● **Records**
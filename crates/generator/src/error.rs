use sea_orm::DbErr;
use std::path::PathBuf;
use thiserror::Error;

/// Any failure aborts the whole generation run
#[derive(Debug, Error)]
pub enum GenerateError {
    #[error("database error: {0}")]
    Database(#[from] DbErr),

    #[error("failed to write {}: {source}", path.display())]
    Io {
        path: PathBuf,
        #[source]
        source: std::io::Error,
    },

    #[error("failed to render PDF: {0}")]
    Pdf(#[from] printpdf::Error),
}
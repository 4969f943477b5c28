use models::labels;
use sea_orm::entity::prelude::*;
use serde::{Deserialize, Serialize};

#[derive(Clone, Debug, PartialEq, Eq, DeriveEntityModel, Serialize, Deserialize)]
#[sea_orm(table_name = "teachers")]
pub struct Model {
    #[sea_orm(primary_key)]
    pub id: i32,
    pub first_name: String,
    pub last_name: String,
}

#[derive(Copy, Clone, Debug, EnumIter, DeriveRelation)]
pub enum Relation {
    #[sea_orm(has_many = "super::subject::Entity")]
    Subjects,
    #[sea_orm(has_many = "super::timetable_entry::Entity")]
    TimetableEntries,
}

impl Related<super::subject::Entity> for Entity {
    fn to() -> RelationDef {
        Relation::Subjects.def()
    }
}

impl Related<super::timetable_entry::Entity> for Entity {
    fn to() -> RelationDef {
        Relation::TimetableEntries.def()
    }
}

impl ActiveModelBehavior for ActiveModel {}

impl Model {
    /// Upper-cased first letters of both names, `None` if either is blank
    pub fn initials(&self) -> Option<String> {
        labels::initials(&self.first_name, &self.last_name)
    }

    pub fn full_name(&self) -> String {
        labels::full_name(&self.first_name, &self.last_name)
    }
}
use database::entities::school_class;
use serde::{Deserialize, Serialize};
use utoipa::ToSchema;

#[derive(Debug, Deserialize, Serialize, ToSchema)]
pub struct SchoolClassRequest {
    pub name: String,
}

#[derive(Debug, Deserialize, Serialize, ToSchema)]
pub struct SchoolClassResponse {
    pub id: i32,
    pub name: String,
}

impl From<school_class::Model> for SchoolClassResponse {
    fn from(school_class: school_class::Model) -> Self {
        Self {
            id: school_class.id,
            name: school_class.name,
        }
    }
}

● **Problem description**
State how many lines in the entries hold "String". Nothing should come before or after the number.

● **Solution to this exercise**
6